What to say about Tonsai? Well I'm sure I've said it all before, but the whole peninsula that Tonsai Beach sits on is one of the most amazing places in the world. Towering limestone cliffs cut it off completely for overland travel, meaning that to get there one must hop a longtail from nearby Krabi or Ao Nang, and boat around the towers to reach one of four beaches. Tonsai Beach is almost entirely focused on climbers, with relatively cheap bungalows, tons of climbing, and several options for delicious local food. East and West Railay Beaches cater to a more high-dollar tourist with perhaps less of a focus on climbing and more on sunny beaches and tour packages. Phra Nang Beach is pretty much owned by one fancy resort, but the beach itself still has some fantastic swimming and scenery.
We landed on Tonsai Beach and secured a bamboo bungalow with a bathroom and shower and a mosquito net over the bed, and not much else. Power is a luxury in Tonsai, and most residences only have it at night, which is okay because most people want to use the daytime hours to the fullest anyway, but it limits battery charging times some. Air-con is present in only two higher class places I'm aware of, and we never shell out the money for it. Sweltering heat beats us up a bit, but we compensate for it by drinking as many fruit smoothies as possible and not exerting ourselves much.
You lose track of the days in Tonsai, because time doesn't really matter much. Day two or three or somewhere in there we set out on a Deep Water Soloing tour. We did this same trip last year, but it's awesome enough to repeat, and setting out from the beach we learned the names of our companions who were to become great friends over the next few days, and readied ourselves for some fantastic ropeless climbing.

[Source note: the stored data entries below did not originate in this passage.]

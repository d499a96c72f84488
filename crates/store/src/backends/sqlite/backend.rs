//! SQLite backend construction and connection pooling.

use std::fmt::Debug;
use std::path::Path;

use r2d2::{Pool, PooledConnection};
use r2d2_sqlite::SqliteConnectionManager;

use crate::error::{BackendError, StorageError, StoreResult};

use super::schema;

/// SQLite-backed document store for recipes and users.
pub struct SqliteBackend {
    pool: Pool<SqliteConnectionManager>,
    is_memory: bool,
}

impl Debug for SqliteBackend {
    fn fmt(&self, f: &mut std::fmt::Formatter<'_>) -> std::fmt::Result {
        f.debug_struct("SqliteBackend")
            .field("is_memory", &self.is_memory)
            .finish_non_exhaustive()
    }
}

/// Configuration for the SQLite backend.
#[derive(Debug, Clone)]
pub struct SqliteBackendConfig {
    /// Maximum number of connections in the pool.
    pub max_connections: u32,

    /// Connection acquisition timeout in milliseconds.
    pub connection_timeout_ms: u64,

    /// SQLite busy timeout in milliseconds.
    pub busy_timeout_ms: u32,
}

impl Default for SqliteBackendConfig {
    fn default() -> Self {
        Self {
            max_connections: 10,
            connection_timeout_ms: 30000,
            busy_timeout_ms: 5000,
        }
    }
}

impl SqliteBackend {
    /// Creates a new in-memory backend.
    pub fn in_memory() -> StoreResult<Self> {
        Self::with_config(":memory:", SqliteBackendConfig::default())
    }

    /// Opens or creates a file-based database.
    pub fn open<P: AsRef<Path>>(path: P) -> StoreResult<Self> {
        Self::with_config(path, SqliteBackendConfig::default())
    }

    /// Creates a backend with custom configuration.
    pub fn with_config<P: AsRef<Path>>(
        path: P,
        config: SqliteBackendConfig,
    ) -> StoreResult<Self> {
        let is_memory = path.as_ref().to_string_lossy() == ":memory:";

        let manager = SqliteConnectionManager::file(path.as_ref());

        // A :memory: database lives and dies with its connection, so the
        // pool is pinned to a single connection that never expires.
        let builder = if is_memory {
            Pool::builder()
                .max_size(1)
                .idle_timeout(None)
                .max_lifetime(None)
        } else {
            Pool::builder().max_size(config.max_connections)
        };

        let pool = builder
            .connection_timeout(std::time::Duration::from_millis(
                config.connection_timeout_ms,
            ))
            .build(manager)
            .map_err(|e| {
                StorageError::Backend(BackendError::ConnectionFailed {
                    message: e.to_string(),
                })
            })?;

        let backend = Self { pool, is_memory };
        backend.configure_connection(config.busy_timeout_ms)?;

        Ok(backend)
    }

    /// Initializes the database schema.
    pub fn init_schema(&self) -> StoreResult<()> {
        let conn = self.get_connection()?;
        schema::initialize_schema(&conn)
    }

    /// Gets a connection from the pool.
    pub(crate) fn get_connection(
        &self,
    ) -> StoreResult<PooledConnection<SqliteConnectionManager>> {
        self.pool.get().map_err(|e| {
            StorageError::Backend(BackendError::ConnectionFailed {
                message: e.to_string(),
            })
        })
    }

    /// Applies per-connection settings.
    fn configure_connection(&self, busy_timeout_ms: u32) -> StoreResult<()> {
        let conn = self.get_connection()?;
        conn.busy_timeout(std::time::Duration::from_millis(busy_timeout_ms as u64))
            .map_err(|e| {
                StorageError::Backend(BackendError::Internal {
                    message: format!("Failed to set busy timeout: {}", e),
                })
            })
    }

    /// Returns whether this is an in-memory database.
    pub fn is_memory(&self) -> bool {
        self.is_memory
    }
}

/// Wraps an arbitrary backend failure.
pub(crate) fn internal_error(message: String) -> StorageError {
    StorageError::Backend(BackendError::Internal { message })
}

/// Wraps a document (de)serialization failure.
pub(crate) fn serialization_error(message: String) -> StorageError {
    StorageError::Backend(BackendError::Serialization { message })
}
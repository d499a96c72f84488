//! # larder-rest - HTTP API for the Larder recipe catalog
//!
//! This crate provides the complete HTTP surface of the catalog: recipe
//! CRUD, the search endpoint, the catalog listings (categories, tags,
//! submitters), and user signup/signin/signout.
//!
//! ## API Endpoints
//!
//! | Method | Path | Description |
//! |--------|------|-------------|
//! | GET | `/` | Service info |
//! | GET | `/health` | Liveness check |
//! | GET | `/recipes` | All recipes, title ascending |
//! | GET | `/recipe/{id}` | One recipe by id |
//! | POST | `/recipe/new` | Create a recipe |
//! | PUT | `/recipe/{id}` | Partially update a recipe |
//! | GET | `/search` | Search recipes by query parameters |
//! | GET | `/categories` | The category values |
//! | GET | `/tags` | Distinct tags across all recipes |
//! | GET | `/submitters` | Distinct submitters across all recipes |
//! | POST | `/signup` | Register a user |
//! | POST | `/signin` | Sign in, rotating the session token |
//! | POST | `/signout` | Sign out (bearer token required) |
//! | GET | `/user` | Look up a profile by username or token |
//!
//! ## Response conventions
//!
//! Collection endpoints return `{ "data": [...] }` (or a named list such as
//! `{ "tags": [...] }`); every error is `{ "error": { "message": "..." } }`
//! with the appropriate status code. See [`error`] for the mapping from
//! store errors to statuses.
//!
//! ## Quick Start
//!
//! ```rust,ignore
//! use larder_rest::{ServerConfig, create_app_with_config, init_logging};
//! use larder_store::backends::sqlite::SqliteBackend;
//!
//! #[tokio::main]
//! async fn main() -> anyhow::Result<()> {
//!     let backend = SqliteBackend::open("larder.db")?;
//!     backend.init_schema()?;
//!
//!     let config = ServerConfig::from_env();
//!     init_logging(&config.log_level);
//!
//!     let app = create_app_with_config(backend, config.clone());
//!     let listener = tokio::net::TcpListener::bind(config.socket_addr()).await?;
//!     axum::serve(listener, app).await?;
//!     Ok(())
//! }
//! ```
//!
//! ## Architecture
//!
//! - [`error`] - `ApiError` and the error body shape
//! - [`config`] - server configuration (flags and environment variables)
//! - [`state`] - shared application state, generic over the store
//! - [`extractors`] - bearer-token auth and JSON body extraction
//! - [`handlers`] - one module per endpoint group
//! - [`responses`] - shared response envelopes
//! - [`routing`] - route assembly

// Enforce documentation
#![warn(missing_docs)]
#![warn(rustdoc::missing_crate_level_docs)]

pub mod config;
pub mod error;
pub mod extractors;
pub mod handlers;
pub mod password;
pub mod responses;
pub mod routing;
pub mod state;

// Re-export commonly used types
pub use config::ServerConfig;
pub use error::{ApiError, ApiResult};
pub use state::AppState;

use std::sync::Arc;

use axum::Router;
use larder_store::core::{RecipeStore, UserStore};
use tower::ServiceBuilder;
use tower_http::{
    cors::{Any, CorsLayer},
    timeout::TimeoutLayer,
    trace::TraceLayer,
};
use tracing::info;

/// Creates the Axum application with default configuration.
///
/// For more control, use [`create_app_with_config`].
pub fn create_app<S>(store: S) -> Router
where
    S: RecipeStore + UserStore + 'static,
{
    create_app_with_config(store, ServerConfig::default())
}

/// Creates the Axum application with custom configuration.
///
/// Sets up all routes, the middleware stack (request tracing, timeouts),
/// and CORS when enabled.
pub fn create_app_with_config<S>(store: S, config: ServerConfig) -> Router
where
    S: RecipeStore + UserStore + 'static,
{
    info!(backend = store.backend_name(), "Creating API server");

    let state = AppState::new(Arc::new(store), config.clone());

    let router = routing::create_routes(state);

    let service_builder = ServiceBuilder::new()
        .layer(TraceLayer::new_for_http())
        .layer(TimeoutLayer::new(std::time::Duration::from_secs(
            config.request_timeout,
        )));

    let router = if config.enable_cors {
        router.layer(build_cors_layer(&config))
    } else {
        router
    };

    router.layer(service_builder)
}

/// Builds the CORS layer based on configuration.
fn build_cors_layer(config: &ServerConfig) -> CorsLayer {
    let mut cors = CorsLayer::new();

    if config.cors_origins == "*" {
        cors = cors.allow_origin(Any);
    } else {
        let origins: Vec<_> = config
            .cors_origins
            .split(',')
            .filter_map(|s| s.trim().parse().ok())
            .collect();
        cors = cors.allow_origin(origins);
    }

    if config.cors_methods == "*" {
        cors = cors.allow_methods(Any);
    } else {
        let methods: Vec<_> = config
            .cors_methods
            .split(',')
            .filter_map(|s| s.trim().parse().ok())
            .collect();
        cors = cors.allow_methods(methods);
    }

    if config.cors_headers == "*" {
        cors = cors.allow_headers(Any);
    } else {
        let headers: Vec<_> = config
            .cors_headers
            .split(',')
            .filter_map(|s| s.trim().parse().ok())
            .collect();
        cors = cors.allow_headers(headers);
    }

    cors
}

/// Initializes the tracing subscriber for logging.
///
/// Call once at application startup.
pub fn init_logging(level: &str) {
    use tracing_subscriber::{EnvFilter, fmt, prelude::*};

    let filter = EnvFilter::try_from_default_env().unwrap_or_else(|_| {
        EnvFilter::new(format!(
            "larder={level},larder_rest={level},larder_store={level},tower_http=debug"
        ))
    });

    tracing_subscriber::registry()
        .with(fmt::layer())
        .with(filter)
        .init();
}
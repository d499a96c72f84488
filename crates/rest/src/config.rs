//! Server configuration.
//!
//! Configuration comes from command line flags, environment variables, or
//! code, in that order of convenience.
//!
//! # Environment Variables
//!
//! | Variable | Default | Description |
//! |----------|---------|-------------|
//! | `LARDER_PORT` | 8000 | Server port |
//! | `LARDER_HOST` | 127.0.0.1 | Host to bind |
//! | `LARDER_LOG_LEVEL` | info | Log level |
//! | `LARDER_REQUEST_TIMEOUT` | 30 | Request timeout (seconds) |
//! | `LARDER_ENABLE_CORS` | true | Enable CORS |
//! | `LARDER_CORS_ORIGINS` | * | Allowed origins |
//! | `LARDER_CORS_METHODS` | GET,POST,PUT,DELETE,OPTIONS | Allowed methods |
//! | `LARDER_CORS_HEADERS` | Content-Type,Authorization | Allowed headers |
//! | `LARDER_DATABASE_URL` | larder.db | SQLite path, or `:memory:` |

use clap::Parser;

/// Server configuration for the catalog API.
///
/// Construct from environment variables with [`ServerConfig::from_env`],
/// from command line arguments with `ServerConfig::parse`, or
/// programmatically.
#[derive(Debug, Clone, Parser)]
#[command(name = "larder")]
#[command(about = "Larder recipe catalog server")]
pub struct ServerConfig {
    /// Port to listen on.
    #[arg(short, long, env = "LARDER_PORT", default_value = "8000")]
    pub port: u16,

    /// Host address to bind to.
    #[arg(long, env = "LARDER_HOST", default_value = "127.0.0.1")]
    pub host: String,

    /// Log level (error, warn, info, debug, trace).
    #[arg(long, env = "LARDER_LOG_LEVEL", default_value = "info")]
    pub log_level: String,

    /// Request timeout in seconds.
    #[arg(long, env = "LARDER_REQUEST_TIMEOUT", default_value = "30")]
    pub request_timeout: u64,

    /// Enable CORS.
    #[arg(long, env = "LARDER_ENABLE_CORS", default_value = "true")]
    pub enable_cors: bool,

    /// Allowed CORS origins (comma-separated, or * for all).
    #[arg(long, env = "LARDER_CORS_ORIGINS", default_value = "*")]
    pub cors_origins: String,

    /// Allowed CORS methods (comma-separated, or * for all).
    #[arg(
        long,
        env = "LARDER_CORS_METHODS",
        default_value = "GET,POST,PUT,DELETE,OPTIONS"
    )]
    pub cors_methods: String,

    /// Allowed CORS headers (comma-separated, or * for all).
    #[arg(
        long,
        env = "LARDER_CORS_HEADERS",
        default_value = "Content-Type,Authorization"
    )]
    pub cors_headers: String,

    /// Database path (SQLite file, or :memory: for an ephemeral store).
    #[arg(long, env = "LARDER_DATABASE_URL", default_value = "larder.db")]
    pub database_url: String,
}

impl Default for ServerConfig {
    fn default() -> Self {
        Self {
            port: 8000,
            host: "127.0.0.1".to_string(),
            log_level: "info".to_string(),
            request_timeout: 30,
            enable_cors: true,
            cors_origins: "*".to_string(),
            cors_methods: "GET,POST,PUT,DELETE,OPTIONS".to_string(),
            cors_headers: "Content-Type,Authorization".to_string(),
            database_url: "larder.db".to_string(),
        }
    }
}

impl ServerConfig {
    /// Creates a ServerConfig from environment variables, falling back to
    /// defaults without requiring command line arguments.
    pub fn from_env() -> Self {
        Self::try_parse().unwrap_or_default()
    }

    /// Returns the socket address to bind to.
    pub fn socket_addr(&self) -> String {
        format!("{}:{}", self.host, self.port)
    }

    /// Validates the configuration and returns errors if any.
    pub fn validate(&self) -> Result<(), Vec<String>> {
        let mut errors = Vec::new();

        if self.port == 0 {
            errors.push("Port cannot be 0".to_string());
        }

        if self.request_timeout == 0 {
            errors.push("Request timeout cannot be 0".to_string());
        }

        if self.database_url.is_empty() {
            errors.push("Database path cannot be empty".to_string());
        }

        if errors.is_empty() { Ok(()) } else { Err(errors) }
    }

    /// Creates a configuration suitable for testing: ephemeral port,
    /// in-memory database, no CORS.
    pub fn for_testing() -> Self {
        Self {
            port: 0,
            host: "127.0.0.1".to_string(),
            log_level: "debug".to_string(),
            request_timeout: 5,
            enable_cors: false,
            cors_origins: "*".to_string(),
            cors_methods: "*".to_string(),
            cors_headers: "*".to_string(),
            database_url: ":memory:".to_string(),
        }
    }
}
//! Recipe storage trait.

use async_trait::async_trait;
use larder_model::{NewRecipe, Recipe, RecipeUpdate};

use crate::error::StoreResult;
use crate::search::Filter;

/// Storage operations for recipe documents.
///
/// Listings and search results are always ordered by title ascending
/// (case-insensitive, ties broken by the literal title) so that every
/// read path presents recipes in the same order.
#[async_trait]
pub trait RecipeStore: Send + Sync {
    /// Returns a human-readable name for this backend.
    fn backend_name(&self) -> &'static str;

    /// Creates a recipe, assigning the next numeric id and the creation
    /// timestamp.
    async fn create_recipe(&self, new: NewRecipe) -> StoreResult<Recipe>;

    /// Reads a recipe by id.
    ///
    /// Returns `None` when no recipe has that id.
    async fn get_recipe(&self, id: u64) -> StoreResult<Option<Recipe>>;

    /// Returns every recipe, title ascending.
    async fn list_recipes(&self) -> StoreResult<Vec<Recipe>>;

    /// Applies a partial update to a recipe.
    ///
    /// Only the fields present in `update` change. Returns the updated
    /// recipe, or `None` when no recipe has that id.
    async fn update_recipe(&self, id: u64, update: RecipeUpdate) -> StoreResult<Option<Recipe>>;

    /// Returns the recipes matching `filter`, title ascending, capped at
    /// `limit` when present.
    ///
    /// The filter tree is backend-agnostic; how it executes (native query
    /// or direct evaluation against deserialized documents) is the
    /// backend's choice.
    async fn find_recipes(&self, filter: &Filter, limit: Option<usize>)
    -> StoreResult<Vec<Recipe>>;

    /// Returns every distinct tag across all recipes, sorted.
    async fn distinct_tags(&self) -> StoreResult<Vec<String>>;

    /// Returns every distinct submitter across all recipes, sorted.
    async fn distinct_submitters(&self) -> StoreResult<Vec<String>>;
}
//! # larder-model - Domain types for the Larder recipe catalog
//!
//! This crate defines the plain data types shared by the storage and REST
//! layers: recipes (with their categories, servings, ingredients, and
//! free-form tags) and user accounts. It contains no I/O; everything here is
//! serde-serializable and backend-agnostic.

pub mod recipe;
pub mod user;

pub use recipe::{Category, Ingredient, NewRecipe, Recipe, RecipeUpdate, Servings};
pub use user::{NewUser, User};
//! Shared fixtures for store integration tests.

// Not every test binary uses every fixture.
#![allow(dead_code)]

use larder_model::{Category, Ingredient, NewRecipe, NewUser, Servings};

#[cfg(feature = "sqlite")]
use larder_store::backends::sqlite::SqliteBackend;

#[cfg(feature = "sqlite")]
pub fn sqlite_backend() -> SqliteBackend {
    let backend = SqliteBackend::in_memory().expect("Failed to create SQLite backend");
    backend.init_schema().expect("Failed to initialize schema");
    backend
}

/// A minimal valid recipe with the given title and submitter.
pub fn new_recipe(title: &str, submitted_by: &str) -> NewRecipe {
    NewRecipe {
        title: title.to_string(),
        source: None,
        source_url: None,
        submitted_by: submitted_by.to_string(),
        servings: None,
        category: Category::Entree,
        vegetarian: false,
        featured: false,
        tags: vec![],
        footnotes: vec![],
        ingredients: vec![Ingredient {
            ingredient: "1 thing".to_string(),
            note: None,
        }],
        steps: vec!["Cook it".to_string()],
    }
}

/// A fully-populated recipe for search tests.
pub fn chocolate_cake() -> NewRecipe {
    NewRecipe {
        title: "Chocolate Cake".to_string(),
        source: Some("Aunt May".to_string()),
        source_url: None,
        submitted_by: "alice".to_string(),
        servings: Some(Servings::Count(12)),
        category: Category::Dessert,
        vegetarian: true,
        featured: true,
        tags: vec!["Baking".to_string(), "chocolate".to_string()],
        footnotes: vec!["Best served warm".to_string()],
        ingredients: vec![
            Ingredient {
                ingredient: "2 cups flour".to_string(),
                note: Some("sifted".to_string()),
            },
            Ingredient {
                ingredient: "1 cup cocoa".to_string(),
                note: None,
            },
        ],
        steps: vec!["Mix".to_string(), "Bake at 350F".to_string()],
    }
}

pub fn new_user(username: &str, email: &str) -> NewUser {
    NewUser {
        first_name: "Test".to_string(),
        last_name: "User".to_string(),
        username: username.to_string(),
        email: email.to_string(),
        password_hash: "$argon2id$v=19$m=19456,t=2,p=1$abc$def".to_string(),
        token: Some(format!("token-{username}")),
    }
}
//! Error types for the catalog API.
//!
//! Every error leaves the server as `{ "error": { "message": "<string>" } }`
//! with one of these status codes:
//!
//! | Error | HTTP Status |
//! |-------|-------------|
//! | BadRequest | 400 |
//! | Unauthorized | 401 |
//! | NotFound | 404 |
//! | Conflict | 409 |
//! | Internal | 500 |
//!
//! Store errors map automatically: search-input errors and duplicate-record
//! errors are the client's fault (400/409); everything else from the backend
//! is a 500. The search builder only ever produces 400s - an unrecognized
//! category or a term that matches nothing is an empty result, not an error.

use axum::{
    Json,
    http::StatusCode,
    response::{IntoResponse, Response},
};
use larder_store::error::{BackendError, ResourceError, SearchError, StorageError};
use std::fmt;

/// The primary error type for API operations.
#[derive(Debug)]
pub enum ApiError {
    /// Missing or malformed input (HTTP 400).
    BadRequest {
        /// Error message.
        message: String,
    },

    /// Missing or invalid credentials (HTTP 401).
    Unauthorized {
        /// Error message.
        message: String,
    },

    /// Record not found (HTTP 404).
    NotFound {
        /// Error message.
        message: String,
    },

    /// Unique-field collision (HTTP 409).
    Conflict {
        /// Error message.
        message: String,
    },

    /// Internal server error (HTTP 500).
    Internal {
        /// Error message.
        message: String,
    },
}

impl ApiError {
    /// Shorthand for a 400 with the given message.
    pub fn bad_request(message: impl Into<String>) -> Self {
        ApiError::BadRequest {
            message: message.into(),
        }
    }

    /// Shorthand for a 401 with the given message.
    pub fn unauthorized(message: impl Into<String>) -> Self {
        ApiError::Unauthorized {
            message: message.into(),
        }
    }

    /// Shorthand for a 404 with the given message.
    pub fn not_found(message: impl Into<String>) -> Self {
        ApiError::NotFound {
            message: message.into(),
        }
    }
}

impl fmt::Display for ApiError {
    fn fmt(&self, f: &mut fmt::Formatter<'_>) -> fmt::Result {
        match self {
            ApiError::BadRequest { message } => write!(f, "Bad request: {}", message),
            ApiError::Unauthorized { message } => write!(f, "Unauthorized: {}", message),
            ApiError::NotFound { message } => write!(f, "Not found: {}", message),
            ApiError::Conflict { message } => write!(f, "Conflict: {}", message),
            ApiError::Internal { message } => write!(f, "Internal error: {}", message),
        }
    }
}

impl std::error::Error for ApiError {}

impl IntoResponse for ApiError {
    fn into_response(self) -> Response {
        let (status, message) = match self {
            ApiError::BadRequest { message } => (StatusCode::BAD_REQUEST, message),
            ApiError::Unauthorized { message } => (StatusCode::UNAUTHORIZED, message),
            ApiError::NotFound { message } => (StatusCode::NOT_FOUND, message),
            ApiError::Conflict { message } => (StatusCode::CONFLICT, message),
            ApiError::Internal { message } => (StatusCode::INTERNAL_SERVER_ERROR, message),
        };

        let body = serde_json::json!({
            "error": { "message": message }
        });

        (status, Json(body)).into_response()
    }
}

impl From<StorageError> for ApiError {
    fn from(err: StorageError) -> Self {
        match err {
            StorageError::Resource(e) => e.into(),
            StorageError::Search(e) => e.into(),
            StorageError::Backend(e) => e.into(),
        }
    }
}

impl From<ResourceError> for ApiError {
    fn from(err: ResourceError) -> Self {
        match err {
            ResourceError::NotFound { .. } => ApiError::NotFound {
                message: err.to_string(),
            },
            ResourceError::AlreadyExists { .. } => ApiError::Conflict {
                message: err.to_string(),
            },
        }
    }
}

impl From<SearchError> for ApiError {
    fn from(err: SearchError) -> Self {
        ApiError::BadRequest {
            message: err.to_string(),
        }
    }
}

impl From<BackendError> for ApiError {
    fn from(err: BackendError) -> Self {
        ApiError::Internal {
            message: err.to_string(),
        }
    }
}

/// Result type alias for API operations.
pub type ApiResult<T> = Result<T, ApiError>;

Deep Water Soloing, or DWS for short, is one of the simplest forms of climbing. The only gear outside the boat is a pair of shoes and optional chalk, and the only complications involved are finding an area with deep water and mastering the mental challenge of going higher. This challenge is one that's hard to overcome, however, and a lot of the climbing done in this style is low-level traverses and challenges that don't necessarily mean you have to get high. This also means the sport is open for anyone who wants to try, regardless of climbing experience or skill levels. Our friend Aurora who came with us this trip, on the right in this photo, is a self-professed hater of climbing, and yet here she is having the time of her life over the open ocean.
The rock at this particular cliff yields challenges for every level of climber. The traverses vary in difficulty, and believe it or not there are several options of climbing through and out of this giant horizontal roof, ten meters or so over the surface of the ocean. Here our friend Maarten assesses the traverse at the base of a roof crack which I was able to successfully climb all the way past the lip a short while later.
The freedom in climbing wherever you like with no rope to tie you down is pretty nice. Here Julian works his way into a crux sequence trying to get around the roof and into some higher ground.
As the day moved on, a number of other boats showed up, also full of climbers. I assume the success and popularity of these tours has been noticed by other local shops who began offering tours of their own, exactly duplicating the successful ventures of the first DWS operators in the area. This is perfectly natural I guess, especially in Asia, but the lines forming at the base of the rock were a little annoying for paying customers, and the floating bodies in the fall zone were borderline dangerous at times. It's hard to tell the local Thais how to run a business though, so I guess it is what it is until someone gets crushed.
Let's backtrack a moment. One of my goals for my 2014 self-portrait-a-week project was to attain a good shot while getting airborne from a great height over the ocean, and to that end I had planned on rigging a small Go-pro parachute and dragging it behind me on a jump. Simpler ideas prevailed though and I elected to go with a monopod instead, but upon digging in my gear I realized the tripod I brought on this trip didn't have a monopod. I asked around and posted on the local bulletin board, but figured I was on my own and set out to make one myself. A good solid jungle stick wasn't hard to find, and an hour of whittling it to perfectly fit the Gopro attachment and then lash it in place with parachute cord went smoothly. I also wrapped some grip tape around the handle to keep it firmly in hand, and as a final touch I added flotation in the form of an empty Gatorade bottle.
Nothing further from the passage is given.